Records to process section start

//! Prescription access orchestration.
//!
//! `PrescriptionAccessor::access` validates the request, fetches the
//! prescription, resolves every medicine line and records the access in
//! history. Only validation and the prescription fetch can fail; medicine
//! lookups degrade to placeholders and are reported as a count.

use std::sync::Arc;

use chrono::Utc;
use thiserror::Error;
use tracing::{info, warn};

use crate::api::RemoteStore;
use crate::cache::HistoryCache;
use crate::models::{AccessedPrescription, HistoryEntry, MedicineLine};
use crate::resolver::MedicineResolver;

#[derive(Error, Debug, Clone, PartialEq, Eq)]
pub enum AccessError {
    /// Missing id or code, detected before any I/O.
    #[error("{0}")]
    Validation(String),

    /// The remote store refused or could not be reached; message passed through.
    #[error("{0}")]
    RemoteRejected(String),
}

#[derive(Debug, Clone, Copy, PartialEq, Eq)]
pub enum ErrorKind {
    Validation,
    RemoteRejected,
}

impl AccessError {
    pub fn kind(&self) -> ErrorKind {
        match self {
            AccessError::Validation(_) => ErrorKind::Validation,
            AccessError::RemoteRejected(_) => ErrorKind::RemoteRejected,
        }
    }

    pub fn message(&self) -> &str {
        match self {
            AccessError::Validation(m) | AccessError::RemoteRejected(m) => m,
        }
    }
}

/// Trim both inputs and require them to be non-empty.
fn validate<'a>(id: &'a str, code: &'a str) -> Result<(&'a str, &'a str), AccessError> {
    let (id, code) = (id.trim(), code.trim());
    match (id.is_empty(), code.is_empty()) {
        (false, false) => Ok((id, code)),
        (true, true) => Err(AccessError::Validation(
            "Prescription ID and code are required".to_string(),
        )),
        (true, false) => Err(AccessError::Validation("Prescription ID is required".to_string())),
        (false, true) => Err(AccessError::Validation("Prescription code is required".to_string())),
    }
}

pub struct PrescriptionAccessor {
    store: Arc<dyn RemoteStore>,
    resolver: MedicineResolver,
    history: Arc<HistoryCache>,
}

impl PrescriptionAccessor {
    pub fn new(store: Arc<dyn RemoteStore>, history: Arc<HistoryCache>) -> Self {
        Self {
            resolver: MedicineResolver::new(Arc::clone(&store)),
            store,
            history,
        }
    }

    /// The history this accessor records into.
    pub fn history(&self) -> &Arc<HistoryCache> {
        &self.history
    }

    pub async fn access(&self, id: &str, code: &str) -> Result<AccessedPrescription, AccessError> {
        let (id, code) = validate(id, code)?;

        info!(id = %id, "Accessing prescription");
        let prescription = self.store.get_prescription(id, code).await.map_err(|e| {
            warn!(id = %id, error = %e, "Prescription fetch rejected");
            AccessError::RemoteRejected(e.to_string())
        })?;

        let resolutions = self.resolver.resolve_all(&prescription.medicine_ids()).await;
        let degraded_count = resolutions.iter().filter(|r| r.is_degraded()).count();

        let medicine_lines: Vec<MedicineLine> = prescription
            .medicines
            .iter()
            .cloned()
            .zip(resolutions)
            .map(|(prescribed, resolution)| MedicineLine::new(prescribed, resolution.into_medicine()))
            .collect();

        let entry = HistoryEntry::from_access(&prescription, &medicine_lines, Utc::now());
        self.history.upsert(entry).await;

        info!(
            id = %prescription.id,
            lines = medicine_lines.len(),
            degraded = degraded_count,
            "Prescription accessed"
        );

        Ok(AccessedPrescription {
            prescription,
            medicine_lines,
            degraded_count,
        })
    }
}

Records to process section end

**Problem**
Your reply should be only the count of lines in the entries above that contain the word "AccessError".

**Task result**
11